Items listed in a dataset
- Opening Delimiter -

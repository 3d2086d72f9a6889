//! Identifier escaping

/// An injected transform applied to table and column names before they are
/// embedded in SQL text.
///
/// Returning `None` for a column excludes that column (and its paired value)
/// from the operation entirely. The hook is never applied to bound values,
/// only to identifiers.
pub trait EscapeHook: Send + Sync {
    fn escape(&self, ident: &str) -> Option<String>;
}

impl<F> EscapeHook for F
where
    F: Fn(&str) -> Option<String> + Send + Sync,
{
    fn escape(&self, ident: &str) -> Option<String> {
        self(ident)
    }
}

- Closing Delimiter -

_Activity_.
Scan the records above for the string "EscapeHook", then copy each line where it turns up.

_Answer section_.
pub trait EscapeHook: Send + Sync {
impl<F> EscapeHook for F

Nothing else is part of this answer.